Sobre o direito de dizer merda

Flávio Paranhos, Revista Bula

“Você já ouviu falar em Richard Millet? Provavelmente não. Ele é (era, até há pouco) membro do comitê de leitura de uma das mais prestigiosas casas editoriais francesas, a Gallimard. Enfim, não é (era) pouca porcaria não. Mas Millet é também um escritor. E, ainda e sobretudo, um boçal. Um eminente, gigantesco, grotesco, escroto boçal.  Autor do panfleto de 18 páginas intitulado  "Eloge littéraire d'Anders Breivik" (não publicado pela Gallimard, diga-se), por meio do qual faz um "elogio" a Anders Breivik, "fruto tanto da ruína familiar, quanto da fratura ideológico-racial que a imigração extra-europeia introduziu na Europa". Mas quem é Anders Breivik, mesmo? Outro boçal, um norueguês que achou por bem matar um monte de gente em nome de sei lá o quê, já que não importa o que ele diga que o motivou, só tem charme para seus semelhantes na submentalidade — como Millet.

A partir da publicação dessa obra (no sentido escatológico da palavra), instalou-se uma barulhenta polêmica na França que, estranhamente, teve pouca repercussão por aqui. Resumirei um pouco disso. Quem se interessar por detalhes deve acessar o mecanismo de busca do "Le Nouvel Observateur", que tem bastante material.

Comecemos por algo que precede a publicação do panfleto, mas que já o prenunciava. Num programa de TV (trecho disponível aqui) Millet se diz preocupado com a "identidade francesa", "ameaçada" pelos imigrantes, particularmente os negros. Cita como exemplo o fato de se sentir incomodado por ser um dos poucos brancos na estação de metrô e RER (um metrô maior e que vai a lugares mais distantes) Chatelet Les Halles (a estação próxima ao Pompidou). Confrontado com os demais convidados do programa sobre o que seria "identidade francesa", é obrigado a ouvir o óbvio: quem seriam os bárbaros? Os europeus, que invadiram e colonizaram África e Américas, ou os africanos e americanos que, "misturados", voltaram ao continente velho? Isso sem falar no fato de que não é verdade que em Chatelet les Halles há menos brancos do que "o resto". Arno Bertina e Oliver Rohe, do Nouvel Observateur, tiveram a pachorra de ir lá conferir.

E eu mesmo posso dar um testemunho. Na estação RER de Auber, presenciamos, eu e minha esposa, uma cena estúpida de violência. Uma senhora e sua filha adulta jovem, brancas, entraram no trem discutindo com um rapaz negro.

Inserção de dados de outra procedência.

//! Warning and error channels
//!
//! The wrapper never decides on its own how a failure reaches the host. Errors
//! go to an [`ErrorSink`] and non-fatal conditions to a [`WarningSink`], both
//! injectable, so automation hosts can collect instead of propagating.

use crate::error::{CdpError, Result};
use std::sync::{Mutex, PoisonError};

/// A non-fatal condition
#[derive(Debug, Clone, PartialEq, Eq)]
pub struct CdpWarning {
    pub message: String,
}

impl CdpWarning {
    pub fn new(message: impl Into<String>) -> Self {
        Self {
            message: message.into(),
        }
    }
}

impl std::fmt::Display for CdpWarning {
    fn fmt(&self, f: &mut std::fmt::Formatter<'_>) -> std::fmt::Result {
        f.write_str(&self.message)
    }
}

/// Receives warnings
pub trait WarningSink: Send + Sync {
    fn warn(&self, warning: CdpWarning);
}

/// Receives errors the wrapper could not absorb.
///
/// Returning `Err` propagates the error to the caller. Returning `Ok(())`
/// means the sink took ownership of it and the call carries on with no value.
pub trait ErrorSink: Send + Sync {
    fn raise(&self, error: CdpError) -> Result<()>;
}

/// Default warning sink: a `tracing` warning event
#[derive(Debug, Default, Clone, Copy)]
pub struct TracingWarningSink;

impl WarningSink for TracingWarningSink {
    fn warn(&self, warning: CdpWarning) {
        tracing::warn!(target: "cdpwrap::warning", "{}", warning.message);
    }
}

/// Default error sink: propagate
#[derive(Debug, Default, Clone, Copy)]
pub struct RaiseErrorSink;

impl ErrorSink for RaiseErrorSink {
    fn raise(&self, error: CdpError) -> Result<()> {
        Err(error)
    }
}

/// Records warnings and errors for later inspection
#[derive(Debug, Default)]
pub struct CollectingSink {
    warnings: Mutex<Vec<CdpWarning>>,
    errors: Mutex<Vec<CdpError>>,
}

impl CollectingSink {
    pub fn new() -> Self {
        Self::default()
    }

    pub fn warnings(&self) -> Vec<CdpWarning> {
        self.warnings
            .lock()
            .unwrap_or_else(PoisonError::into_inner)
            .clone()
    }

    pub fn errors(&self) -> Vec<CdpError> {
        self.errors
            .lock()
            .unwrap_or_else(PoisonError::into_inner)
            .clone()
    }

    /// Drain everything collected so far
    pub fn take(&self) -> (Vec<CdpWarning>, Vec<CdpError>) {
        let warnings = std::mem::take(
            &mut *self
                .warnings
                .lock()
                .unwrap_or_else(PoisonError::into_inner),
        );
        let errors = std::mem::take(&mut *self.errors.lock().unwrap_or_else(PoisonError::into_inner));
        (warnings, errors)
    }
}

impl WarningSink for CollectingSink {
    fn warn(&self, warning: CdpWarning) {
        tracing::debug!("Collected warning: {}", warning.message);
        self.warnings
            .lock()
            .unwrap_or_else(PoisonError::into_inner)
            .push(warning);
    }
}

impl ErrorSink for CollectingSink {
    fn raise(&self, error: CdpError) -> Result<()> {
        tracing::debug!("Collected error: {}", error);
        self.errors
            .lock()
            .unwrap_or_else(PoisonError::into_inner)
            .push(error);
        Ok(())
    }
}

Motivo: aparentemente ele não tinha dito "com licença" ou algo do tipo. A senhora não parava de gritar com o rapaz, e piorou mais ainda quando, no tumulto para entrar no trem, a filha quase ficou de fora, e o coitado do rapaz estava próximo. Só que ele e mais um monte de gente. Essa senhora parecia uma histérica e não descansou enquanto não deu um soco no peito do rapaz. Aí ele se enfezou e a empurrou. Nesse momento, alguns homens que estavam mais próximos (todos brancos) ficaram do lado da senhora (acho que mais por ser mulher, do que propriamente branca). O que aconteceu ali? Um bárbaro negro ofendeu uma civilizada branca francesa genuína? Não. Aconteceu o que acontece em qualquer lugar lotado. A civilidade vai pras cucuias. Não há fleuma que resista. E, sim, a maioria era de brancos. Homogeneamente incivilizados.”